_Instructions to follow_
The word to look for is "Result". Report every line of the entries below that has it.

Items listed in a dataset
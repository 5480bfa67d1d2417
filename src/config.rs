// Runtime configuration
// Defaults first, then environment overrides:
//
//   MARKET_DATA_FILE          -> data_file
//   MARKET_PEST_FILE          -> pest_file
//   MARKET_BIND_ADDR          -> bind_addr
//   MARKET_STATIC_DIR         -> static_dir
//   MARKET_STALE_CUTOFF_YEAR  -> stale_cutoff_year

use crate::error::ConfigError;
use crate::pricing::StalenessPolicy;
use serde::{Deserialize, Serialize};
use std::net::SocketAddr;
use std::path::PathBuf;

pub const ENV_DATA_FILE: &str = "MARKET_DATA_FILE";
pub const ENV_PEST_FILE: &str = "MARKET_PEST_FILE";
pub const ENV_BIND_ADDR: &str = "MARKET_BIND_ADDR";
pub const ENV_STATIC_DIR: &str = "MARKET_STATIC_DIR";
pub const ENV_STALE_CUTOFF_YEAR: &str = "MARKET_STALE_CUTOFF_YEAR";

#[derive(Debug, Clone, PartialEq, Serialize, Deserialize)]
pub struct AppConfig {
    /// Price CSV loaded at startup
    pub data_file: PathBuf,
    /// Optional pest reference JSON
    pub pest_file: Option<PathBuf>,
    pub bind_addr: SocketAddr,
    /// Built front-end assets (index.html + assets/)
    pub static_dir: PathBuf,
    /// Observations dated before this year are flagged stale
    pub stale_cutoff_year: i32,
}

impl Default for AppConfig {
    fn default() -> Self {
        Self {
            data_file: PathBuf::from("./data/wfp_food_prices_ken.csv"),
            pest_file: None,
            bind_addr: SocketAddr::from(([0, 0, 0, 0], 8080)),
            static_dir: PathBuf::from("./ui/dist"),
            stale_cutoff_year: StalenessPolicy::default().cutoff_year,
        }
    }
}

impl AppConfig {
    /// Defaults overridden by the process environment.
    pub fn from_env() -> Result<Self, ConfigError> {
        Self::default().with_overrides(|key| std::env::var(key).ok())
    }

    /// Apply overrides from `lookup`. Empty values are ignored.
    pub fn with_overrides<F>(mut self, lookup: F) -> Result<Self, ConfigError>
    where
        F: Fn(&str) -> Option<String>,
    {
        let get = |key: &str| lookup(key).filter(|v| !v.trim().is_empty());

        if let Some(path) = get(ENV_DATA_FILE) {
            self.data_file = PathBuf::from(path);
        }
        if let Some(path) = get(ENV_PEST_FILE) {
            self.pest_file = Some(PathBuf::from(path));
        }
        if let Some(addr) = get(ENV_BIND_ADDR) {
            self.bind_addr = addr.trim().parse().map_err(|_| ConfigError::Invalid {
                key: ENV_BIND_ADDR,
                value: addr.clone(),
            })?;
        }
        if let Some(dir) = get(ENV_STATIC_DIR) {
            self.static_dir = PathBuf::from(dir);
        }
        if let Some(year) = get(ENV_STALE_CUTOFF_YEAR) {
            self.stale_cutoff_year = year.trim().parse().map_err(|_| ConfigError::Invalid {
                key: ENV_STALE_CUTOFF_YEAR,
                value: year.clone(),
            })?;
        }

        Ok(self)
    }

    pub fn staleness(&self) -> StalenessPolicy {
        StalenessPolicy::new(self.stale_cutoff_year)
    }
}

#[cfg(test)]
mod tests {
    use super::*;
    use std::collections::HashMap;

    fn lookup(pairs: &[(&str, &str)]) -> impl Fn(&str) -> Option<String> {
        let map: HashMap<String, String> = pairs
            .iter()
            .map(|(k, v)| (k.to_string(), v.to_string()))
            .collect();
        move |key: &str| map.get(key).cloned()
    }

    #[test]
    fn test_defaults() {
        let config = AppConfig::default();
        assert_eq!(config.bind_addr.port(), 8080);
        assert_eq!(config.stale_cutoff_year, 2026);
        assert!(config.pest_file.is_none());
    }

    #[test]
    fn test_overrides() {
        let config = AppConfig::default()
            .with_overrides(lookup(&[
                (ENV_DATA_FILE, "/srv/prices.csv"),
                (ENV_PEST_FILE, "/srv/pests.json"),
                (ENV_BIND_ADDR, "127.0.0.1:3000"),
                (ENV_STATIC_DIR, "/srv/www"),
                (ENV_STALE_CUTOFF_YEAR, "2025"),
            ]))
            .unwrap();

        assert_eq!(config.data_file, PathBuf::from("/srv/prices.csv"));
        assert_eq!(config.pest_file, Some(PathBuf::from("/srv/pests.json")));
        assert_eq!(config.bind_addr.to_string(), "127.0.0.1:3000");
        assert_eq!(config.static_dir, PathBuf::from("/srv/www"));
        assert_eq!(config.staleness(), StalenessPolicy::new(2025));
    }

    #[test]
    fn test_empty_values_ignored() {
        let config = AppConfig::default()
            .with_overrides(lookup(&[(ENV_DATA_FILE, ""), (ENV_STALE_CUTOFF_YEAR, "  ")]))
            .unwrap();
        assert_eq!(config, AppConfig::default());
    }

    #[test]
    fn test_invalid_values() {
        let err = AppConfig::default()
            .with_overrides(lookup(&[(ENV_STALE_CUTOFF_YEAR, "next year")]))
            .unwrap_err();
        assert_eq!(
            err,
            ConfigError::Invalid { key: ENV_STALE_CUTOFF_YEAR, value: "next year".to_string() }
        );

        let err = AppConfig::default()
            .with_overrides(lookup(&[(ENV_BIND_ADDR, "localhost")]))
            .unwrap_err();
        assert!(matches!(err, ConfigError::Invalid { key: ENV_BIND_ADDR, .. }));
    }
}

---

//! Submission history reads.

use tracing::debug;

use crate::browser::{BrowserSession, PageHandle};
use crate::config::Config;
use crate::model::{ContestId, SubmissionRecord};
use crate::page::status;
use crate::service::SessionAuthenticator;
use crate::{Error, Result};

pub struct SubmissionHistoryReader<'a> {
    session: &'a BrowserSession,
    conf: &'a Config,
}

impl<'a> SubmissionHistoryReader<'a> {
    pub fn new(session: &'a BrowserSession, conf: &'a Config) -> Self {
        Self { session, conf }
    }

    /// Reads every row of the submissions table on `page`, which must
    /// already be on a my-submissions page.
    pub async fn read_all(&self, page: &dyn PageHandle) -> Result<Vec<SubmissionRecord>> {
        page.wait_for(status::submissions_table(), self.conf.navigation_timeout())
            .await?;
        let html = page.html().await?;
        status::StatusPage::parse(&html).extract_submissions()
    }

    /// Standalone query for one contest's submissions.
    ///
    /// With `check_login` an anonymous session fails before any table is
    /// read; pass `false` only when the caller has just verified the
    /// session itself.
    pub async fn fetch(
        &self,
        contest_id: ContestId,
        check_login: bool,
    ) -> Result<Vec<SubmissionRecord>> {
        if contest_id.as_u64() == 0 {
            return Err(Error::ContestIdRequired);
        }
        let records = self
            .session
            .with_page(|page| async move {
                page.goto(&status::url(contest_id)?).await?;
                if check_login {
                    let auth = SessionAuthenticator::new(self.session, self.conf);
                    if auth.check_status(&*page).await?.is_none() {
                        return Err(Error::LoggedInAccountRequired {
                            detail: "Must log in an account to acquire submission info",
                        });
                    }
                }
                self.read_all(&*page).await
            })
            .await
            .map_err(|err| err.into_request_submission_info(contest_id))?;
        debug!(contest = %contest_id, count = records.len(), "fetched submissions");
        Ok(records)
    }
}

_Output of the exercise_
    pub fn from_env() -> Result<Self, ConfigError> {
    pub fn with_overrides<F>(mut self, lookup: F) -> Result<Self, ConfigError>
use crate::{Error, Result};
    pub async fn read_all(&self, page: &dyn PageHandle) -> Result<Vec<SubmissionRecord>> {
    ) -> Result<Vec<SubmissionRecord>> {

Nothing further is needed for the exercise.